C’est ainsi que jazzmen et classiques sont, pour ce qui est de la justesse, renvoyés dos à dos. Il ne s’agit pas d’approfondir la diatribe, mais plutôt d’en comprendre les mécanismes, tout en prenant au pied de la lettre le caractère irréconciliable de leurs positions.
    Nous ferons donc l’hypothèse qu’elle mettent en œuvre des aptitudes fondamentalement différentes. Nous nous intéresserons ici à celle des jazzmen produit d’une pratique de “leur” musique (instrumentale, vocale et, tout autant, acquise par l’écoute) – aptitude qu’il est relativement facile de mettre en évidence par une série d’expériences. C’est ainsi qu’à l’écoute d’un disque de Charlie Parker ou de Miles Davis des années quarante, un “bopper” qualifié n’aura pas de difficultés à mettre en relation une variation avec son thème sous-jacent et son harmonie d’origine – et ce quelle que soit la distance qui les sépare.

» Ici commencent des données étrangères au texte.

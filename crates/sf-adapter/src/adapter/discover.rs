use busbar_sf_elements::{Element, ObjectType};
use futures::future::try_join_all;
use tracing::{debug, info, instrument};

use crate::annotations::{API_NAME, LABEL};
use crate::client::SalesforceApi;
use crate::describe::SObjectBasicInfo;
use crate::error::Result;
use crate::naming::to_internal_name;

use super::permissions::attach_field_level_security;

impl<C: SalesforceApi> super::SalesforceAdapter<C> {
    /// Discover every data object and metadata type of the org.
    ///
    /// Object discovery, metadata-type discovery and profile reading run
    /// concurrently. Once all three complete, field-level security is attached
    /// to the data object fields. Data objects come first in the result,
    /// followed by metadata types.
    #[instrument(skip(self))]
    pub async fn discover(&self) -> Result<Vec<ObjectType>> {
        let (mut elements, metadata_types, permissions) = futures::try_join!(
            self.discover_sobjects(),
            self.discover_metadata_types(),
            self.discover_field_permissions(),
        )?;

        for object in &mut elements {
            attach_field_level_security(object, &permissions);
        }
        let objects = elements.len();
        elements.extend(metadata_types);

        info!(
            objects,
            metadata_types = elements.len() - objects,
            "Discovery complete"
        );
        Ok(elements)
    }

    /// Discover every data object with its fields.
    #[instrument(skip(self))]
    pub async fn discover_sobjects(&self) -> Result<Vec<ObjectType>> {
        let sobjects = self.client.list_sobjects().await?;
        debug!(count = sobjects.len(), "Listed data objects");
        try_join_all(sobjects.iter().map(|info| self.discover_sobject(info))).await
    }

    async fn discover_sobject(&self, info: &SObjectBasicInfo) -> Result<ObjectType> {
        let fields = self.client.describe_sobject_fields(&info.name).await?;

        let mut object = ObjectType::new(self.mapper.elem_id(&to_internal_name(&info.name)));
        object.set_annotation(API_NAME, info.name.as_str());
        object.set_annotation(LABEL, info.label.as_deref().unwrap_or(&info.name));
        for field in &fields {
            self.mapper.add_sobject_field(&mut object, field);
        }
        Ok(object)
    }

    /// Discover every metadata type, except the configured exclusions, with
    /// its value fields.
    #[instrument(skip(self))]
    pub async fn discover_metadata_types(&self) -> Result<Vec<ObjectType>> {
        let type_names: Vec<String> = self
            .client
            .list_metadata_types()
            .await?
            .into_iter()
            .filter(|name| !self.config.is_excluded(name))
            .collect();
        debug!(count = type_names.len(), "Listed metadata types");
        try_join_all(type_names.iter().map(|name| self.discover_metadata_type(name))).await
    }

    async fn discover_metadata_type(&self, type_name: &str) -> Result<ObjectType> {
        let fields = self.client.describe_metadata_type_fields(type_name).await?;

        let mut object = ObjectType::new(self.mapper.elem_id(&to_internal_name(type_name)));
        object.set_annotation(API_NAME, type_name);
        for field in &fields {
            self.mapper.add_value_type_field(&mut object, field);
        }
        Ok(object)
    }
}
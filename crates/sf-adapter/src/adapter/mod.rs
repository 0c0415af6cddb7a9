//! Salesforce adapter.
//!
//! The adapter wraps a [`SalesforceApi`] implementation and provides the
//! discover / add / update / remove cycle over typed elements.

use serde::Serialize;
use serde_json::Value;
use tracing::warn;

use crate::client::SalesforceApi;
use crate::config::AdapterConfig;
use crate::error::{Error, ErrorKind, Result};
use crate::mapper::TypeMapper;
use crate::types::{error_messages, SaveResult};

mod crud;
mod discover;
mod permissions;

pub use permissions::{attach_field_level_security, FieldAccess, FieldPermissions};

/// Salesforce metadata adapter.
///
/// # Example
///
/// ```rust,ignore
/// use busbar_sf_adapter::{AdapterConfig, SalesforceAdapter};
///
/// let adapter = SalesforceAdapter::with_config(client, AdapterConfig::default());
///
/// // Discover every object and metadata type
/// let elements = adapter.discover().await?;
///
/// // Create a custom object from a local element
/// let created = adapter.add(&lead).await?;
///
/// // Reconcile fields against a newer version
/// let updated = adapter.update(&created, &lead_v2).await?;
///
/// adapter.remove(&updated).await?;
/// ```
#[derive(Debug)]
pub struct SalesforceAdapter<C> {
    client: C,
    config: AdapterConfig,
    mapper: TypeMapper,
}

impl<C: SalesforceApi> SalesforceAdapter<C> {
    /// Create an adapter with the default configuration.
    pub fn new(client: C) -> Self {
        Self::with_config(client, AdapterConfig::default())
    }

    /// Create an adapter with a custom configuration.
    pub fn with_config(client: C, config: AdapterConfig) -> Self {
        let mapper = TypeMapper::new(config.namespace.clone());
        Self {
            client,
            config,
            mapper,
        }
    }

    /// Get the underlying client.
    pub fn client(&self) -> &C {
        &self.client
    }

    pub fn config(&self) -> &AdapterConfig {
        &self.config
    }

    /// Get the type mapper, which owns this adapter's type registry.
    pub fn type_mapper(&self) -> &TypeMapper {
        &self.mapper
    }
}

/// Serialize wire payloads for a create/update call.
pub(crate) fn to_payload<T: Serialize>(items: &[T]) -> Result<Vec<Value>> {
    items
        .iter()
        .map(|item| serde_json::to_value(item).map_err(Error::from))
        .collect()
}

/// Fail with every error message carried by `results`, joined by newlines.
pub(crate) fn check_results(results: &[SaveResult]) -> Result<()> {
    let messages = error_messages(results);
    if messages.is_empty() {
        return Ok(());
    }
    warn!(errors = messages.len(), "Salesforce rejected the request");
    Err(Error::new(ErrorKind::Save { messages }))
}
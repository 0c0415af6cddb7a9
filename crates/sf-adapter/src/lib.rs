//! # busbar-sf-adapter
//!
//! Salesforce metadata adapter built on the busbar typed element model.
//!
//! ## Features
//!
//! - **Discover** - Data objects, metadata types and field-level security as typed elements
//! - **Add** - Create a custom object with its fields and grant access to the admin profile
//! - **Update** - Reconcile added and removed fields between two versions of an object
//! - **Remove** - Delete a custom object
//! - **Naming** - Internal `snake_case` names ⇄ Salesforce `PascalCase__c` names
//!
//! The adapter talks to Salesforce through the [`SalesforceApi`] trait; bring
//! your own REST/Metadata API client implementation.
//!
//! ## Example
//!
//! ```rust,ignore
//! use busbar_sf_adapter::{AdapterConfig, SalesforceAdapter};
//! use busbar_sf_elements::{Element, ObjectType};
//!
//! #[tokio::main]
//! async fn main() -> Result<(), busbar_sf_adapter::Error> {
//!     let config = AdapterConfig::builder()
//!         .with_system_admin_profile("Admin")
//!         .build();
//!     let adapter = SalesforceAdapter::with_config(MyMetadataClient::connect().await?, config);
//!
//!     for element in adapter.discover().await? {
//!         println!("{}", element.elem_id);
//!     }
//!
//!     let mut lead = ObjectType::new(adapter.type_mapper().elem_id("lead"));
//!     lead.add_field("score", adapter.type_mapper().get_type("double"));
//!     let created = adapter.add(&lead).await?;
//!     println!("created {:?}", created.annotation_str("api_name"));
//!
//!     Ok(())
//! }
//! ```

mod adapter;
pub mod annotations;
mod client;
mod config;
mod describe;
mod error;
mod mapper;
pub mod naming;
mod types;

pub use adapter::{attach_field_level_security, FieldAccess, FieldPermissions, SalesforceAdapter};
pub use client::SalesforceApi;
pub use config::{
    AdapterConfig, AdapterConfigBuilder, DEFAULT_NAMESPACE, DEFAULT_SYSTEM_ADMIN_PROFILE,
};
pub use describe::{
    FieldDescribe, MetadataComponent, PicklistValue, SObjectBasicInfo, ValueTypeField,
};
pub use error::{Error, ErrorKind, Result};
pub use mapper::{
    custom_field, custom_object, field_api_full_name, object_api_name, wire_field_type, TypeMapper,
};
pub use types::{
    error_messages, one_or_many, CustomField, CustomObject, CustomPicklistValue, FieldPermission,
    MetadataError, NameField, OneOrMany, ProfileInfo, SaveResult, CUSTOM_FIELD, CUSTOM_OBJECT,
    PROFILE,
};
use busbar_sf_elements::{Field, ObjectType};
use tracing::{debug, info, instrument};

use crate::annotations::{add_api_name_and_label, api_name};
use crate::client::SalesforceApi;
use crate::error::{Error, ErrorKind, Result};
use crate::mapper::{custom_field, custom_object, field_api_full_name, object_api_name};
use crate::types::{CUSTOM_FIELD, CUSTOM_OBJECT};

use super::{check_results, to_payload};

impl<C: SalesforceApi> super::SalesforceAdapter<C> {
    /// Create a custom object with all of its fields.
    ///
    /// The element is cloned and given `api_name` / `label` annotations where
    /// missing. After the object is created, the system administrator profile
    /// is granted read and edit access on every field. Returns the annotated
    /// clone.
    #[instrument(skip(self, element), fields(elem_id = %element.elem_id))]
    pub async fn add(&self, element: &ObjectType) -> Result<ObjectType> {
        let mut object = element.clone();
        add_api_name_and_label(&mut object);

        let payload = to_payload(&[custom_object(&object)])?;
        let results = self.client.create_metadata(CUSTOM_OBJECT, &payload).await?;
        check_results(&results)?;

        let fields = object
            .fields
            .values()
            .map(|field| field_api_full_name(&object, field))
            .collect();
        self.update_permissions(fields).await?;

        info!(
            api_name = %object_api_name(&object),
            fields = object.fields.len(),
            "Created custom object"
        );
        Ok(object)
    }

    /// Reconcile the fields of an existing custom object.
    ///
    /// Fields only present in `prev` are deleted and fields only present in
    /// `new` are created (and granted to the system administrator profile),
    /// each in a single batched call that is skipped when there is nothing to
    /// do. Fields present in both versions are not compared. Fails before any
    /// remote call unless `prev` carries the API name `new` normalizes to.
    #[instrument(skip(self, prev, new), fields(elem_id = %new.elem_id))]
    pub async fn update(&self, prev: &ObjectType, new: &ObjectType) -> Result<ObjectType> {
        let mut new_object = new.clone();
        add_api_name_and_label(&mut new_object);

        let new_name = object_api_name(&new_object);
        let prev_name = api_name(prev).unwrap_or_default();
        if prev_name != new_name {
            return Err(Error::new(ErrorKind::ApiNameMismatch {
                previous: prev_name.to_string(),
                new: new_name,
            }));
        }
        // unannotated fields of the stored version resolve to synthesized names
        let mut prev_object = prev.clone();
        add_api_name_and_label(&mut prev_object);

        let removed: Vec<String> = prev_object
            .fields
            .values()
            .filter(|field| !new_object.fields.contains_key(&field.name))
            .map(|field| field_api_full_name(&prev_object, field))
            .collect();
        self.delete_fields(&removed).await?;

        let added: Vec<&Field> = new_object
            .fields
            .values()
            .filter(|field| !prev_object.fields.contains_key(&field.name))
            .collect();
        self.create_fields(&new_object, &added).await?;

        // TODO: propagate attribute changes (label, required, picklist values)
        // of fields present in both versions via update_metadata.
        info!(
            api_name = %new_name,
            removed = removed.len(),
            added = added.len(),
            "Updated custom object"
        );
        Ok(new_object)
    }

    /// Delete a custom object.
    #[instrument(skip(self, element), fields(elem_id = %element.elem_id))]
    pub async fn remove(&self, element: &ObjectType) -> Result<()> {
        let mut object = element.clone();
        add_api_name_and_label(&mut object);
        let name = object_api_name(&object);

        let results = self
            .client
            .delete_metadata(CUSTOM_OBJECT, &[name.as_str()])
            .await?;
        check_results(&results)?;

        info!(api_name = %name, "Removed custom object");
        Ok(())
    }

    async fn delete_fields(&self, full_names: &[String]) -> Result<()> {
        if full_names.is_empty() {
            debug!("No fields to delete");
            return Ok(());
        }
        let names: Vec<&str> = full_names.iter().map(String::as_str).collect();
        debug!(fields = ?names, "Deleting fields");
        let results = self.client.delete_metadata(CUSTOM_FIELD, &names).await?;
        check_results(&results)
    }

    async fn create_fields(&self, object: &ObjectType, fields: &[&Field]) -> Result<()> {
        if fields.is_empty() {
            debug!("No fields to create");
            return Ok(());
        }
        let full_names: Vec<String> = fields
            .iter()
            .map(|field| field_api_full_name(object, field))
            .collect();
        debug!(fields = ?full_names, "Creating fields");

        let custom_fields: Vec<_> = fields
            .iter()
            .zip(&full_names)
            .map(|(field, full_name)| custom_field(field, full_name.clone()))
            .collect();
        let results = self
            .client
            .create_metadata(CUSTOM_FIELD, &to_payload(&custom_fields)?)
            .await?;
        check_results(&results)?;

        self.update_permissions(full_names).await
    }
}
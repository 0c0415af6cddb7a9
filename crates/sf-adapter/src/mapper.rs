//! Mapping between Salesforce descriptors and typed elements.

use busbar_sf_elements::{
    Element, ElemId, Field, ObjectType, PrimitiveKind, PrimitiveType, Type, TypeRegistry,
};
use serde_json::Value;

use crate::annotations::{
    API_NAME, DEFAULT, LABEL, PICKLIST_VALUES, REQUIRED, RESTRICTED_PICKLIST,
};
use crate::describe::{FieldDescribe, PicklistValue, ValueTypeField};
use crate::naming::{field_full_name, to_internal_name, to_wire_name};
use crate::types::{CustomField, CustomObject};

/// Resolves Salesforce type names to element types.
///
/// Object-shaped types are kept in the mapper's own [`TypeRegistry`], so two
/// adapters never share canonical instances.
#[derive(Debug)]
pub struct TypeMapper {
    namespace: String,
    registry: TypeRegistry,
}

impl TypeMapper {
    pub fn new(namespace: impl Into<String>) -> Self {
        Self {
            namespace: namespace.into(),
            registry: TypeRegistry::new(),
        }
    }

    pub fn namespace(&self) -> &str {
        &self.namespace
    }

    pub fn registry(&self) -> &TypeRegistry {
        &self.registry
    }

    /// Identifier of an element of this adapter.
    pub fn elem_id(&self, name: &str) -> ElemId {
        ElemId::new(self.namespace.clone(), name)
    }

    /// Map a Salesforce field or soap type name to a fresh element type.
    ///
    /// `string`, `double` and `boolean` map to primitives (`boolean` to the
    /// checkbox flavour); any other name resolves to an object-shaped type
    /// from the registry.
    pub fn get_type(&self, name: &str) -> Type {
        match name {
            "string" => PrimitiveType::new(ElemId::new("", "string"), PrimitiveKind::String).into(),
            "double" => PrimitiveType::new(ElemId::new("", "number"), PrimitiveKind::Number).into(),
            "boolean" => {
                PrimitiveType::new(self.elem_id("checkbox"), PrimitiveKind::Boolean).into()
            }
            other => self
                .registry
                .get_or_create(self.elem_id(&to_internal_name(other)))
                .into(),
        }
    }

    /// Add a data-object field to `object`.
    pub fn add_sobject_field(&self, object: &mut ObjectType, describe: &FieldDescribe) {
        let field = object.add_field(
            to_internal_name(&describe.name),
            self.get_type(&describe.field_type),
        );
        field.set_annotation(API_NAME, describe.name.as_str());
        if let Some(label) = &describe.label {
            field.set_annotation(LABEL, label.as_str());
        }
        field.set_annotation(REQUIRED, !describe.nillable);
        if let Some(default) = describe.default_value.as_ref().filter(|v| !v.is_null()) {
            field.set_annotation(DEFAULT, default.clone());
        }
        if let Some(values) = describe
            .picklist_values
            .as_deref()
            .filter(|values| !values.is_empty())
        {
            apply_picklist(field, values);
            if let Some(restricted) = describe.restricted_picklist {
                field.set_annotation(RESTRICTED_PICKLIST, restricted);
            }
        }
    }

    /// Add a metadata value type field to `object`.
    pub fn add_value_type_field(&self, object: &mut ObjectType, describe: &ValueTypeField) {
        let field = object.add_field(
            to_internal_name(&describe.name),
            self.get_type(&describe.soap_type),
        );
        field.set_annotation(API_NAME, describe.name.as_str());
        field.set_annotation(REQUIRED, describe.value_required);
        apply_picklist(field, &describe.picklist_values);
    }
}

/// Store picklist values and resolve the default: a single default-flagged
/// value is stored as a scalar, several as a list.
fn apply_picklist(field: &mut Field, values: &[PicklistValue]) {
    if values.is_empty() {
        return;
    }
    field.set_annotation(
        PICKLIST_VALUES,
        values
            .iter()
            .map(|v| Value::from(v.value.as_str()))
            .collect::<Vec<_>>(),
    );

    let mut defaults: Vec<Value> = values
        .iter()
        .filter(|v| v.default_value)
        .map(|v| Value::from(v.value.as_str()))
        .collect();
    match defaults.len() {
        0 => {}
        1 => field.set_annotation(DEFAULT, defaults.remove(0)),
        _ => field.set_annotation(DEFAULT, defaults),
    }
}

fn string_list(value: Option<&Value>) -> Vec<String> {
    match value {
        Some(Value::Array(items)) => items
            .iter()
            .filter_map(|v| v.as_str().map(str::to_string))
            .collect(),
        Some(Value::String(s)) => vec![s.clone()],
        _ => Vec::new(),
    }
}

/// The Salesforce field type of a field element.
pub fn wire_field_type(field: &Field) -> String {
    if !string_list(field.annotation(PICKLIST_VALUES)).is_empty() {
        return "Picklist".to_string();
    }
    match &field.field_type {
        Type::Primitive(p) => match p.primitive {
            PrimitiveKind::String => "Text".to_string(),
            PrimitiveKind::Number => "Number".to_string(),
            PrimitiveKind::Boolean => "Checkbox".to_string(),
        },
        Type::Object(o) => to_wire_name(o.elem_id.name(), false),
    }
}

fn api_name_or_default(element: &impl Element, own_name: &str) -> String {
    element
        .annotation_str(API_NAME)
        .map(str::to_string)
        .unwrap_or_else(|| to_wire_name(own_name, true))
}

/// API name of an object element, synthesized if the annotation is missing.
pub fn object_api_name(object: &ObjectType) -> String {
    api_name_or_default(object, object.elem_id.name())
}

/// Build the `CustomField` payload of a field element under `full_name`.
pub fn custom_field(field: &Field, full_name: String) -> CustomField {
    let label = field
        .annotation_str(LABEL)
        .map(str::to_string)
        .unwrap_or_else(|| to_wire_name(&field.name, false));
    let required = field
        .annotation(REQUIRED)
        .and_then(Value::as_bool)
        .unwrap_or(false);
    let custom = CustomField::new(full_name, wire_field_type(field), label, required);

    let values = string_list(field.annotation(PICKLIST_VALUES));
    if !values.is_empty() {
        let defaults = string_list(field.annotation(DEFAULT));
        return custom.with_picklist_values(&values, &defaults);
    }
    match field.annotation(DEFAULT) {
        Some(Value::String(s)) => custom.with_default_value(s.clone()),
        Some(v @ (Value::Bool(_) | Value::Number(_))) => custom.with_default_value(v.to_string()),
        _ => custom,
    }
}

/// Build the `CustomObject` payload of an object element with its fields
/// inline.
pub fn custom_object(object: &ObjectType) -> CustomObject {
    let fields = object
        .fields
        .values()
        .map(|field| custom_field(field, api_name_or_default(field, &field.name)))
        .collect();
    let label = object
        .annotation_str(LABEL)
        .map(str::to_string)
        .unwrap_or_else(|| to_wire_name(object.elem_id.name(), false));
    CustomObject::new(object_api_name(object), label, fields)
}

/// Full API name of a field: `Object.Field`.
pub fn field_api_full_name(object: &ObjectType, field: &Field) -> String {
    field_full_name(&object_api_name(object), &api_name_or_default(field, &field.name))
}
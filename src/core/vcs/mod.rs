pub mod git;
pub mod ops;
pub mod runner;

pub use git::Git;
pub use ops::GitOp;
pub use runner::{CommandRunner, SystemRunner};
//! Release descriptor written into the configuration repository
//!
//! # Layout
//!
//! ```text
//! <config repo>/[<descriptor.directory>/]<project>_<version>[_<suffix>].json
//! ```
//!
//! The record is written with four-space indentation and keys in declaration
//! order, followed by a newline.

use crate::core::error::{ReleaseError, ReleaseResult};
use serde::{Deserialize, Serialize};
use std::fs;
use std::path::Path;

/// Default value of the `release` field
pub const RELEASE_LABEL: &str = "automation-delivery";

/// Branch/commit pin for one deployable artifact
#[derive(Debug, Clone, PartialEq, Eq, Serialize, Deserialize)]
pub struct DeploymentEntry {
  pub name: String,
  pub branch: String,
  pub commit: String,
}

/// Record committed to the configuration repository for one release
#[derive(Debug, Clone, PartialEq, Eq, Serialize, Deserialize)]
pub struct ReleaseRecord {
  pub release: String,
  pub project: String,
  pub source: Vec<String>,
  pub deploy: Vec<DeploymentEntry>,
  pub repositories: Vec<String>,
}

/// `{source_branch}-v{version}`
pub fn release_branch_name(source_branch: &str, version: &str) -> String {
  format!("{}-v{}", source_branch, version)
}

/// `{project}_{version}.json`, or `{project}_{version}_{suffix}.json`
pub fn descriptor_file_name(project: &str, version: &str, suffix: Option<&str>) -> String {
  match suffix.filter(|s| !s.is_empty()) {
    Some(suffix) => format!("{}_{}_{}.json", project, version, suffix),
    None => format!("{}_{}.json", project, version),
  }
}

impl ReleaseRecord {
  /// Serialize with 4-space indentation
  pub fn to_json(&self) -> ReleaseResult<String> {
    let mut buf = Vec::new();
    let formatter = serde_json::ser::PrettyFormatter::with_indent(b"    ");
    let mut ser = serde_json::Serializer::with_formatter(&mut buf, formatter);
    self.serialize(&mut ser)?;
    buf.push(b'\n');
    String::from_utf8(buf).map_err(|e| ReleaseError::message(format!("UTF-8 conversion error: {}", e)))
  }
}

/// Write `record` to `path`, creating parent directories and replacing any existing file
pub fn write_release_descriptor(path: &Path, record: &ReleaseRecord) -> ReleaseResult<()> {
  let json = record.to_json()?;

  let io_err = |source| ReleaseError::Descriptor {
    path: path.to_path_buf(),
    source,
  };

  if let Some(parent) = path.parent() {
    fs::create_dir_all(parent).map_err(io_err)?;
  }
  fs::write(path, json).map_err(io_err)?;

  Ok(())
}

"Billie's Bounce" , version publiée Charlie Parker, Miles ed altri.

La première hypothèse fut la suivante : pour un jazzman entraîné, – mais non pour un musicien classique  – le thème, dans sa structure typique de be-bop ne pose pas de problème d'identification et la structure harmonique notamment reste clairement identifiable malgré le riche jeu de variations qu'enclanche Parker dès son entrée en lice.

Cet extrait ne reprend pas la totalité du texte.